Assigned task:
Only the lines from the one with "self.get_status(OVERALL).await == HealthStatus::Serving" to the end of the data below should be given again, exactly as written.

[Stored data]

*****

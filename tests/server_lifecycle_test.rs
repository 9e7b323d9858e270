//! 服务器生命周期测试
//!
//! 使用进程内注册中心观察注册、心跳、回滚和注销。

use async_trait::async_trait;
use bytes::Bytes;
use flare_rpc_discovery::error::{ErrorCode, FlareError, Result};
use flare_rpc_discovery::health::STATUS_OK;
use flare_rpc_discovery::registry::{GetOptions, MemoryRegistry, RegisterOptions, Registry, Service};
use flare_rpc_discovery::server::{
    GrpcServer, RpcHandler, ServerOptions, ServerState, ServiceInfo,
};
use std::net::{IpAddr, Ipv4Addr};
use std::sync::Arc;
use std::sync::atomic::{AtomicUsize, Ordering};
use std::time::Duration;
use tonic::{Request, Response, Status};

struct Greeter;

#[async_trait]
impl RpcHandler for Greeter {
    async fn call(&self, _method: &str, request: Request<Bytes>) -> std::result::Result<Response<Bytes>, Status> {
        Ok(Response::new(request.into_inner()))
    }
}

/// 指定服务名的注册总是失败
struct RejectingRegistry {
    inner: MemoryRegistry,
    reject: &'static str,
    rejected: AtomicUsize,
}

#[async_trait]
impl Registry for RejectingRegistry {
    fn name(&self) -> &str {
        "rejecting"
    }

    async fn register(&self, service: &Service, options: &RegisterOptions) -> Result<()> {
        if service.name == self.reject {
            self.rejected.fetch_add(1, Ordering::SeqCst);
            return Err(FlareError::connection_failed("registry unreachable"));
        }
        self.inner.register(service, options).await
    }

    async fn deregister(&self, service: &Service) -> Result<()> {
        self.inner.deregister(service).await
    }

    async fn get_service(&self, name: &str, options: &GetOptions) -> Result<Vec<Service>> {
        self.inner.get_service(name, options).await
    }

    async fn list_services(&self) -> Result<Vec<Service>> {
        self.inner.list_services().await
    }
}

fn greeter_service() -> ServiceInfo {
    ServiceInfo::new("api", "Greeter", Arc::new(Greeter))
        .with_version("1.0.0")
        .with_method("SayHello")
}

fn options(registry: Arc<dyn Registry>) -> ServerOptions {
    ServerOptions::new(registry)
        .with_bind_host(IpAddr::V4(Ipv4Addr::LOCALHOST))
        .with_port_range(30000, 40000)
        .with_register_backoff(Duration::from_millis(10))
        .with_shutdown_timeout(Duration::from_secs(2))
}

#[tokio::test]
async fn start_registers_and_stop_deregisters() {
    let registry = Arc::new(MemoryRegistry::new());
    let server = GrpcServer::new(options(registry.clone()));
    assert_eq!(server.state(), ServerState::Created);

    server.start(vec![greeter_service()]).await.unwrap();
    assert_eq!(server.state(), ServerState::Serving);
    assert!(server.health().is_serving().await);

    let local = server.local_addr().await.unwrap();
    let http = server.http_addr().await.unwrap();
    assert_eq!(http.port(), local.port() + 1);
    assert_eq!(
        server.advertised_address().await.unwrap(),
        format!("127.0.0.1:{}", local.port())
    );

    let node_id = format!("Greeter:127.0.0.1:{}", local.port());
    let records = server.registrations().await;
    assert_eq!(records.len(), 1);
    assert!(records[0].registered);
    assert_eq!(records[0].key, "api.Greeter");
    assert_eq!(records[0].node_id(), node_id);

    let instance = registry.instance(&node_id).await.unwrap();
    assert_eq!(instance.name, "Greeter");
    assert_eq!(instance.version, "1.0.0");
    assert_eq!(instance.endpoints[0].name, "Greeter.SayHello");
    let node = &instance.nodes[0];
    assert_eq!(node.address, format!("127.0.0.1:{}", local.port()));
    assert_eq!(node.metadata.get("protocol").map(String::as_str), Some("grpc"));
    assert_eq!(node.metadata.get("language").map(String::as_str), Some("rust"));

    let body = reqwest::get(format!("http://{}/status", http))
        .await
        .unwrap()
        .text()
        .await
        .unwrap();
    assert_eq!(body, STATUS_OK);
    let health = reqwest::get(format!("http://{}/health", http)).await.unwrap();
    assert_eq!(health.status(), reqwest::StatusCode::OK);

    server.stop().await.unwrap();
    assert_eq!(server.state(), ServerState::Stopped);
    assert!(!server.is_started().await);
    assert!(registry.instance(&node_id).await.is_none());
    assert!(!server.health().is_serving().await);
    assert!(tokio::net::TcpStream::connect(local).await.is_err());
    assert!(tokio::net::TcpStream::connect(http).await.is_err());
}

#[tokio::test]
async fn second_start_is_a_no_op() {
    let registry = Arc::new(MemoryRegistry::new());
    let server = GrpcServer::new(options(registry.clone()));

    server.start(vec![greeter_service()]).await.unwrap();
    let calls = registry.register_count();
    let addr = server.local_addr().await;

    server.start(vec![greeter_service()]).await.unwrap();
    assert_eq!(registry.register_count(), calls);
    assert_eq!(server.local_addr().await, addr);

    server.stop().await.unwrap();
    server.stop().await.unwrap();
}

#[tokio::test]
async fn heartbeat_keeps_reregistering() {
    let registry = Arc::new(MemoryRegistry::new());
    let server = GrpcServer::new(
        options(registry.clone()).with_register_interval(Duration::from_millis(50)),
    );

    server.start(vec![greeter_service()]).await.unwrap();
    let after_start = registry.register_count();
    let index = registry.current_index();

    tokio::time::sleep(Duration::from_millis(300)).await;
    assert!(registry.register_count() >= after_start + 3);
    // 内容未变的重复注册不改变变更索引
    assert_eq!(registry.current_index(), index);

    server.stop().await.unwrap();
}

#[tokio::test]
async fn heartbeat_restores_removed_registration() {
    let registry = Arc::new(MemoryRegistry::new());
    let server = GrpcServer::new(
        options(registry.clone()).with_register_interval(Duration::from_millis(50)),
    );
    server.start(vec![greeter_service()]).await.unwrap();

    let record = server.registrations().await.remove(0);
    registry.deregister(&record.service).await.unwrap();
    assert!(registry.instance(record.node_id()).await.is_none());

    tokio::time::sleep(Duration::from_millis(200)).await;
    assert!(registry.instance(record.node_id()).await.is_some());

    server.stop().await.unwrap();
}

#[tokio::test]
async fn failed_registration_rolls_back() {
    let registry = Arc::new(RejectingRegistry {
        inner: MemoryRegistry::new(),
        reject: "Echo",
        rejected: AtomicUsize::new(0),
    });
    let server = GrpcServer::new(options(registry.clone()).with_register_attempts(3));

    let echo = ServiceInfo::new("api", "Echo", Arc::new(Greeter));
    let err = server
        .start(vec![greeter_service(), echo])
        .await
        .unwrap_err();

    assert_eq!(err.code(), Some(ErrorCode::RegistrationFailed));
    assert_eq!(registry.rejected.load(Ordering::SeqCst), 3);
    assert_eq!(server.state(), ServerState::Created);
    assert!(!server.is_started().await);
    assert!(!server.health().is_serving().await);

    // 已成功的注册被回滚
    let remaining = registry.inner.list_services().await.unwrap();
    assert!(remaining.is_empty(), "{:?}", remaining);
}

#[tokio::test]
async fn failed_start_can_be_retried() {
    let registry = Arc::new(RejectingRegistry {
        inner: MemoryRegistry::new(),
        reject: "Echo",
        rejected: AtomicUsize::new(0),
    });
    let server = GrpcServer::new(options(registry.clone()).with_register_attempts(1));

    let echo = ServiceInfo::new("api", "Echo", Arc::new(Greeter));
    assert!(server.start(vec![echo]).await.is_err());

    server.start(vec![greeter_service()]).await.unwrap();
    assert_eq!(server.state(), ServerState::Serving);
    server.stop().await.unwrap();
}

#[tokio::test]
async fn start_without_services_is_rejected() {
    let server = GrpcServer::new(options(Arc::new(MemoryRegistry::new())));
    let err = server.start(Vec::new()).await.unwrap_err();
    assert_eq!(err.code(), Some(ErrorCode::ConfigurationError));
    assert_eq!(server.state(), ServerState::Created);
}

#[tokio::test]
async fn stop_before_start_is_a_no_op() {
    let server = GrpcServer::new(options(Arc::new(MemoryRegistry::new())));
    server.stop().await.unwrap();
    assert_eq!(server.state(), ServerState::Created);
}
//! 健康检查模块
//!
//! 空字符串键表示整个服务器的状态，与 gRPC health 协议约定一致。

use axum::Router;
use axum::extract::State;
use axum::http::StatusCode;
use axum::routing::get;
use std::collections::HashMap;
use std::sync::Arc;
use tokio::sync::RwLock;

/// 服务器整体状态使用的键
pub const OVERALL: &str = "";

/// `/status` 的固定响应
pub const STATUS_OK: &str = "status ok!";

/// 健康状态
#[derive(Debug, Clone, Copy, PartialEq, Eq)]
pub enum HealthStatus {
    Unknown,
    Serving,
    NotServing,
}

/// 健康检查服务
pub struct HealthService {
    statuses: Arc<RwLock<HashMap<String, HealthStatus>>>,
}

impl HealthService {
    pub fn new() -> Self {
        Self {
            statuses: Arc::new(RwLock::new(HashMap::new())),
        }
    }

    pub async fn set_status(&self, service: impl Into<String>, status: HealthStatus) {
        let mut statuses = self.statuses.write().await;
        statuses.insert(service.into(), status);
    }

    pub async fn get_status(&self, service: &str) -> HealthStatus {
        let statuses = self.statuses.read().await;
        statuses
            .get(service)
            .copied()
            .unwrap_or(HealthStatus::Unknown)
    }

    pub async fn is_serving(&self) -> bool {
        self.get_status(OVERALL).await == HealthStatus::Serving
    }

    pub async fn set_serving(&self) {
        let mut statuses = self.statuses.write().await;
        for status in statuses.values_mut() {
            *status = HealthStatus::Serving;
        }
    }

    pub async fn set_not_serving(&self) {
        let mut statuses = self.statuses.write().await;
        for status in statuses.values_mut() {
            *status = HealthStatus::NotServing;
        }
    }
}

impl Default for HealthService {
    fn default() -> Self {
        Self::new()
    }
}

/// 状态端口路由：`/status` 恒为 200，`/health` 反映整体健康状态
pub fn status_router(health: Arc<HealthService>) -> Router {
    Router::new()
        .route("/status", get(status))
        .route("/health", get(health_check))
        .with_state(health)
}

async fn status() -> &'static str {
    STATUS_OK
}

async fn health_check(State(health): State<Arc<HealthService>>) -> (StatusCode, &'static str) {
    if health.is_serving().await {
        (StatusCode::OK, "SERVING")
    } else {
        (StatusCode::SERVICE_UNAVAILABLE, "NOT_SERVING")
    }
}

*****

Answer below:
        self.get_status(OVERALL).await == HealthStatus::Serving
    }

    pub async fn set_serving(&self) {
        let mut statuses = self.statuses.write().await;
        for status in statuses.values_mut() {
            *status = HealthStatus::Serving;
        }
    }

    pub async fn set_not_serving(&self) {
        let mut statuses = self.statuses.write().await;
        for status in statuses.values_mut() {
            *status = HealthStatus::NotServing;
        }
    }
}

impl Default for HealthService {
    fn default() -> Self {
        Self::new()
    }
}

/// 状态端口路由：`/status` 恒为 200，`/health` 反映整体健康状态
pub fn status_router(health: Arc<HealthService>) -> Router {
    Router::new()
        .route("/status", get(status))
        .route("/health", get(health_check))
        .with_state(health)
}

async fn status() -> &'static str {
    STATUS_OK
}

async fn health_check(State(health): State<Arc<HealthService>>) -> (StatusCode, &'static str) {
    if health.is_serving().await {
        (StatusCode::OK, "SERVING")
    } else {
        (StatusCode::SERVICE_UNAVAILABLE, "NOT_SERVING")
    }
}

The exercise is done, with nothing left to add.